9 Ridiculous Accidents That Changed the Course of History

The whole world is built on chances, and you can probably find proof of this in your own life.

WeGoRo prepared a list of chance occurrences and mistakes that played a crucial role in the history of our world.

Translation issues and an atomic bomb

In 1945, the USA demanded capitulation from Japan. In his reply, Japanese Prime Minister Suzuki used the word “mokusatsu,“ roughly translated as ”we’ll think about it.“

During translation, the meaning was changed to “we ignore” and then to ”we treat your suggestion with contempt."

Such a reply offended President Truman, and he ordered the dropping of atomic bombs on Japan.

Sources: wikipedia, thisjapaneselife, pangeanic

Titanic and the second officer

David Blair, the second officer on Titanic who was reassigned from the ship just before her first departure, accidentally kept the keys to a storage locker that contained binoculars. If not for that occurrence, the crow’s nest lookout would have been able to see the fateful iceberg and save the whole ship.

Sources: telegraph, wikipedia

Negligence and penicillin

Alexander Fleming wasn’t a man of order, and it so happened that once he forgot about staphylococci in a petri dish for 2 weeks while he went on vacation. When he returned, he was surprised to find mold covering the dish with dead bacteria.

That’s how penicillin was found and became the foundation for most modern antibiotics.

Sources: pbs, books.google

A meteorite and Christianity

The Road to Damascus events played a colossal role in Christianity — and they were probably related to a meteorite fall.

On his way to Damascus, Apostle Paul saw a brilliant light in the heavens and went blind. He regained his sight after three days upon meeting Ananias, a Christian.

Paul saw this moment as an act of God and turned to Christianity himself.

Sources: newscientist, ancient-origins

The fall of the Berlin Wall and a politician’s absentmindedness

In 1989, Eastern German politician Günter Schabowski gave a hint during his speech that all limitations for crossing the Berlin Wall would be removed. A journalist asked him when exactly.

The politician said, "Right now," — and the press immediately caught the word. Thousands of people came to the Berlin Wall demanding passage. To avoid riots, the government had to take down the wall. Thus, Schabowski inadvertently became the one to have destroyed the great border.

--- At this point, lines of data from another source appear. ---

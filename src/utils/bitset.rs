//! Fixed-capacity bit set over dense indices.
//!
//! Derived pipelines are views of the universal catalog: the set of included
//! catalog nodes is one `BitSet` indexed by node position. Two derivations are
//! structurally equal exactly when their sets are equal, and deriving from an
//! already-derived base is an intersection.
//!
//! # Example
//!
//! ```rust,ignore
//! use pcodeflow::utils::BitSet;
//!
//! let mut view = BitSet::new(12);
//! view.insert(0);
//! view.insert(7);
//!
//! assert!(view.contains(7));
//! assert_eq!(view.iter().collect::<Vec<_>>(), vec![0, 7]);
//! ```

/// A fixed-capacity set of small indices, 64 per word.
#[derive(Clone, PartialEq, Eq, Hash)]
pub struct BitSet {
    words: Vec<u64>,
    len: usize,
}

impl BitSet {
    /// Creates an empty set able to hold indices `0..capacity`.
    #[must_use]
    pub fn new(capacity: usize) -> Self {
        Self {
            words: vec![0; capacity.div_ceil(64)],
            len: capacity,
        }
    }

    /// Creates a set containing every index below `capacity`.
    #[must_use]
    pub fn full(capacity: usize) -> Self {
        let mut set = Self::new(capacity);
        for word in &mut set.words {
            *word = u64::MAX;
        }
        if capacity % 64 != 0 {
            if let Some(last) = set.words.last_mut() {
                *last = (1u64 << (capacity % 64)) - 1;
            }
        }
        set
    }

    /// Returns the capacity of this set.
    #[must_use]
    pub const fn len(&self) -> usize {
        self.len
    }

    /// Returns `true` if no index is present.
    #[must_use]
    pub fn is_empty(&self) -> bool {
        self.words.iter().all(|&w| w == 0)
    }

    /// Adds `index` to the set. Returns `true` if it was not present before.
    ///
    /// # Panics
    ///
    /// Panics if `index >= self.len()`.
    pub fn insert(&mut self, index: usize) -> bool {
        assert!(index < self.len, "index out of bounds");
        let bit = 1u64 << (index % 64);
        let word = &mut self.words[index / 64];
        let fresh = *word & bit == 0;
        *word |= bit;
        fresh
    }

    /// Removes `index` from the set.
    ///
    /// # Panics
    ///
    /// Panics if `index >= self.len()`.
    pub fn remove(&mut self, index: usize) {
        assert!(index < self.len, "index out of bounds");
        self.words[index / 64] &= !(1u64 << (index % 64));
    }

    /// Returns `true` if `index` is present. Out-of-range indices are absent.
    #[must_use]
    pub fn contains(&self, index: usize) -> bool {
        index < self.len && self.words[index / 64] & (1u64 << (index % 64)) != 0
    }

    /// Returns the number of indices present.
    #[must_use]
    pub fn count(&self) -> usize {
        self.words.iter().map(|w| w.count_ones() as usize).sum()
    }

    /// Intersects with `other` in place. Returns `true` if `self` changed.
    ///
    /// # Panics
    ///
    /// Panics if the capacities differ.
    pub fn intersect_with(&mut self, other: &Self) -> bool {
        assert_eq!(self.len, other.len, "bit sets must have same length");
        let mut changed = false;
        for (a, b) in self.words.iter_mut().zip(&other.words) {
            let old = *a;
            *a &= *b;
            changed |= old != *a;
        }
        changed
    }

    /// Returns `true` if every index of `self` is also in `other`.
    #[must_use]
    pub fn is_subset(&self, other: &Self) -> bool {
        self.len == other.len
            && self
                .words
                .iter()
                .zip(&other.words)
                .all(|(a, b)| a & !b == 0)
    }

    /// Iterates over the present indices in ascending order.
    pub fn iter(&self) -> BitSetIter<'_> {
        BitSetIter {
            set: self,
            word_idx: 0,
            pending: self.words.first().copied().unwrap_or(0),
        }
    }
}

impl std::fmt::Debug for BitSet {
    fn fmt(&self, f: &mut std::fmt::Formatter<'_>) -> std::fmt::Result {
        f.debug_set().entries(self.iter()).finish()
    }
}

/// Iterator over the indices present in a [`BitSet`].
pub struct BitSetIter<'a> {
    set: &'a BitSet,
    word_idx: usize,
    pending: u64,
}

impl Iterator for BitSetIter<'_> {
    type Item = usize;

    fn next(&mut self) -> Option<Self::Item> {
        loop {
            if self.pending != 0 {
                let bit = self.pending.trailing_zeros() as usize;
                self.pending &= self.pending - 1;
                return Some(self.word_idx * 64 + bit);
            }
            self.word_idx += 1;
            self.pending = *self.set.words.get(self.word_idx)?;
        }
    }
}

Sources: independent, nytimes

A scientist’s awkwardness and unbreakable glass

In 1903, scientist Edouard Benedictus let a vial fall on the floor. To his surprise, it didn’t shatter. He remembered there was a thin layer of cellulose nitrate on its walls from a previous experiment.

Benedictus used this new knowledge and eventually came up with so-called triplex glass which is used today to protect car drivers and their passengers from glass shards in an accident.

Sources: wikipedia, ideafinder, todayifoundout

Napoleon and France

Napoleon could’ve had a very different fate if not for one chance event: the island of Corsica, where he was born, had been given to France just a year before his birth. This made him a Frenchman by birth and let him grow into the man he became.

Sources: quora, alternativehistorychristos


In 1895, German physicist Wilhelm Röntgen was experimenting with a newfound radiation and accidentally put his hand in its way. The sight of his flesh becoming transparent with only the bones remaining solid in the image shocked him. This discovery, as we now know, was a revolution in medicine.

Sources: howstuffworks, history

Constantinople and the unlocked gates

Constantinople withstood many sieges but fell to the Turks in 1453. That happened because one of several hidden gates, meant for discreet missions, turned out to be unlocked. No one knows how it occurred, but it’s through that gate the Turks were able to come inside the city and easily take it.